Choose Bon Secours if you need integrated psychiatry and therapy under one system, carry commercial insurance, and can tolerate a three- to six-week initial wait. Opt for a nonprofit like Baltimore Center for Mental Health if cost is a barrier or you qualify for sliding-scale rates. Use Baltimore Crisis Response if you need urgent same-day intervention. Consider private practice if you have flexible scheduling and prefer therapist autonomy.
Who suits Bon Secours and who does not
Bon Secours works well for insured Baltimore residents needing ongoing therapy plus psychiatric medication management, those who prefer a structured clinic setting over private practice, and clients seeking evening and early-morning appointment slots. It is less ideal for uninsured clients (though financial assistance programs exist; ask about them at intake), those needing immediate crisis care (call 988 instead), or people seeking a very specific therapist match without waiting. The system uses a triage model that assigns clinicians based on clinical need and availability rather than client preference, which streamlines matching but limits choice.

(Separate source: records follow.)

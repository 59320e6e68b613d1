//! In-process event bus backed by a `tokio::sync::broadcast` channel.
//!
//! [`EventBus`] is the publish/subscribe hub for [`PipelineEvent`]s. It is
//! shared via `Arc<EventBus>` between the orchestrator and any observers.

use chrono::Utc;
use longcut_core::types::Timestamp;
use serde::{Deserialize, Serialize};
use tokio::sync::broadcast;

use crate::orchestration::OrchestrationEvent;

// ---------------------------------------------------------------------------
// PipelineEvent
// ---------------------------------------------------------------------------

/// An [`OrchestrationEvent`] stamped with the run it belongs to.
#[derive(Debug, Clone, PartialEq, Serialize, Deserialize)]
pub struct PipelineEvent {
    pub run_id: String,

    #[serde(flatten)]
    pub event: OrchestrationEvent,

    /// When the event was created (UTC).
    pub timestamp: Timestamp,
}

impl PipelineEvent {
    pub fn new(run_id: impl Into<String>, event: OrchestrationEvent) -> Self {
        Self {
            run_id: run_id.into(),
            event,
            timestamp: Utc::now(),
        }
    }

    /// Kebab-case event name, e.g. `"step-updated"`.
    pub fn event_type(&self) -> &'static str {
        self.event.event_type()
    }
}

// ---------------------------------------------------------------------------
// EventBus
// ---------------------------------------------------------------------------

/// Default buffer capacity for the broadcast channel.
const DEFAULT_CAPACITY: usize = 1024;

/// In-process fan-out event bus.
///
/// Wraps a [`broadcast::Sender`] so that any number of subscribers can
/// independently receive every published [`PipelineEvent`].
///
/// # Usage
///
/// ```rust
/// use longcut_events::bus::{EventBus, PipelineEvent};
/// use longcut_events::OrchestrationEvent;
///
/// let bus = EventBus::default();
/// let mut rx = bus.subscribe();
///
/// bus.publish(PipelineEvent::new("run-1", OrchestrationEvent::OrchestrationStarted {
///     title: "Coastline".into(),
///     total_duration_secs: 15.0,
/// }));
/// ```
pub struct EventBus {
    sender: broadcast::Sender<PipelineEvent>,
}

impl EventBus {
    /// Create a bus with a specific channel capacity.
    ///
    /// When the buffer is full, the oldest un-consumed messages are dropped
    /// and slow receivers will observe a `RecvError::Lagged`.
    pub fn new(capacity: usize) -> Self {
        let (sender, _) = broadcast::channel(capacity);
        Self { sender }
    }

    /// Publish an event to all current subscribers.
    ///
    /// If there are no active subscribers the event is dropped.
    pub fn publish(&self, event: PipelineEvent) {
        if self.sender.send(event).is_err() {
            tracing::trace!("Event published with no subscribers");
        }
    }

    /// Subscribe to all events published on this bus.
    pub fn subscribe(&self) -> broadcast::Receiver<PipelineEvent> {
        self.sender.subscribe()
    }
}

impl Default for EventBus {
    fn default() -> Self {
        Self::new(DEFAULT_CAPACITY)
    }
}

// ---------------------------------------------------------------------------
// Tests
// ---------------------------------------------------------------------------

#[cfg(test)]
mod tests {
    use longcut_core::step::{ProcessingStep, StepStatus};

    use super::*;

    fn step_event(run_id: &str) -> PipelineEvent {
        PipelineEvent::new(
            run_id,
            OrchestrationEvent::StepUpdated {
                step: ProcessingStep::new("planning", StepStatus::Completed, 100),
            },
        )
    }

    #[tokio::test]
    async fn publish_and_receive_single_subscriber() {
        let bus = EventBus::default();
        let mut rx = bus.subscribe();

        bus.publish(step_event("run-1"));

        let received = rx.recv().await.expect("should receive the event");
        assert_eq!(received.run_id, "run-1");
        assert_eq!(received.event_type(), "step-updated");
    }

    #[tokio::test]
    async fn multiple_subscribers_receive_same_event() {
        let bus = EventBus::default();
        let mut rx1 = bus.subscribe();
        let mut rx2 = bus.subscribe();

        bus.publish(step_event("run-2"));

        let e1 = rx1.recv().await.expect("subscriber 1 should receive");
        let e2 = rx2.recv().await.expect("subscriber 2 should receive");
        assert_eq!(e1, e2);
    }

    #[test]
    fn publish_with_no_subscribers_does_not_panic() {
        let bus = EventBus::default();
        bus.publish(step_event("orphan"));
    }

    #[test]
    fn envelope_serializes_flat() {
        let json = serde_json::to_value(step_event("run-3")).unwrap();
        assert_eq!(json["run_id"], "run-3");
        assert_eq!(json["type"], "step-updated");
        assert_eq!(json["step"]["name"], "planning");
        assert!(json["timestamp"].is_string());
    }
}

First visit to Bon Secours behavioral health
First-time callers will reach an intake screener who gathers demographic information, insurance details, chief concerns, and psychiatric history. You will be placed on a waitlist and given an estimated start date. At your first appointment, arrive 10 minutes early; bring insurance card, photo ID, and a list of current medications. The session typically runs 50 minutes and serves as an intake; the clinician will assess your needs, discuss treatment goals, and determine whether psychiatry is needed. If referred to psychiatry, that appointment is often scheduled as a follow-up within two to three weeks.

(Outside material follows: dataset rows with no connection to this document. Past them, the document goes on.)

//! Stitch, upscale and enhance passes over generated clips.
//!
//! Each pass builds a [`RenderPlan`] and hands it to the [`RenderEngine`].
//! Plan outputs are written under `{output_dir}/{run_id}/`.

use std::path::PathBuf;
use std::sync::Arc;

use longcut_core::clip::{GeneratedClip, MediaHandle};
use longcut_core::render_plan::{
    build_enhance_plan, build_interpolation_plan, build_stitch_plan, build_upscale_plan,
    plan_output_path, RenderInput, RenderPlan, RenderPlanKind,
};
use longcut_core::scene::{QualityTier, VideoStyle};
use longcut_core::tuning::PipelineTuning;

use crate::error::PipelineError;
use crate::render_engine::RenderEngine;

/// Output of one assembly pass.
#[derive(Debug, Clone, PartialEq)]
pub struct RenderedMedia {
    pub media: MediaHandle,
    pub duration_secs: f64,
}

impl RenderedMedia {
    fn as_input(&self) -> RenderInput {
        RenderInput {
            source: self.media.as_source(),
            duration_secs: self.duration_secs,
        }
    }
}

pub struct AssemblyPipeline {
    engine: Arc<dyn RenderEngine>,
    output_dir: PathBuf,
    crossfade_secs: f64,
    interpolation_fps: u32,
}

impl AssemblyPipeline {
    pub fn new(engine: Arc<dyn RenderEngine>, output_dir: impl Into<PathBuf>, tuning: &PipelineTuning) -> Self {
        Self {
            engine,
            output_dir: output_dir.into(),
            crossfade_secs: tuning.crossfade_secs,
            interpolation_fps: tuning.interpolation_fps,
        }
    }

    /// Crossfade every clip that has media into one timeline.
    ///
    /// Fails when no clip has media.
    pub async fn stitch(
        &self,
        run_id: &str,
        clips: &[GeneratedClip],
    ) -> Result<RenderedMedia, PipelineError> {
        let output = plan_output_path(&self.output_dir, run_id, RenderPlanKind::Stitch);
        let plan = build_stitch_plan(clips, self.crossfade_secs, output)
            .map_err(PipelineError::Assembly)?;
        self.render(plan).await
    }

    /// Scale to `tier` and interpolate to the target frame rate.
    ///
    /// Returns `None` for tiers that need no scaling.
    pub async fn upscale(
        &self,
        run_id: &str,
        input: &RenderedMedia,
        tier: QualityTier,
    ) -> Result<Option<RenderedMedia>, PipelineError> {
        let output = plan_output_path(&self.output_dir, run_id, RenderPlanKind::Upscale);
        let Some(scale) = build_upscale_plan(input.as_input(), tier, output) else {
            tracing::debug!(run_id, tier = tier.as_str(), "No upscale needed");
            return Ok(None);
        };
        let scaled = self.render(scale).await?;

        let output = plan_output_path(&self.output_dir, run_id, RenderPlanKind::Interpolate);
        let interpolate = build_interpolation_plan(scaled.as_input(), self.interpolation_fps, output);
        self.render(interpolate).await.map(Some)
    }

    /// Apply the style grading chain plus denoise and sharpen.
    pub async fn enhance(
        &self,
        run_id: &str,
        input: &RenderedMedia,
        style: VideoStyle,
    ) -> Result<RenderedMedia, PipelineError> {
        let output = plan_output_path(&self.output_dir, run_id, RenderPlanKind::Enhance);
        self.render(build_enhance_plan(input.as_input(), style, output))
            .await
    }

    async fn render(&self, plan: RenderPlan) -> Result<RenderedMedia, PipelineError> {
        tracing::info!(
            engine = self.engine.name(),
            kind = plan.kind.as_str(),
            output = %plan.output_path,
            "Submitting render plan",
        );
        let media = self.engine.render(&plan).await?;
        Ok(RenderedMedia {
            media,
            duration_secs: plan.duration_secs,
        })
    }
}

Hours, parking, and logistics
The main behavioral health clinic at Bon Secours Hospital, Chesapeake Avenue location, operates Monday through Friday, 8 a.m. to 6 p.m., with select evening slots until 8 p.m. on Tuesdays and Thursdays. Parking is available in the hospital lot; the first 30 minutes are free, after which rates apply. Validate your ticket at the clinic desk if you expect an extended stay. The clinic is accessible by MTA bus (Route 3 and Route 9 serve the area); check current schedules at mta.maryland.gov. Telehealth appointments do not require travel and have more flexible scheduling; ask about video availability when you call intake.
Bon Secours Baltimore fills a clear gap for working, insured residents who need both therapy and medication support without navigating multiple referral steps. The system's scale means shorter appointments than boutique practices, but also standardized care and integrated records.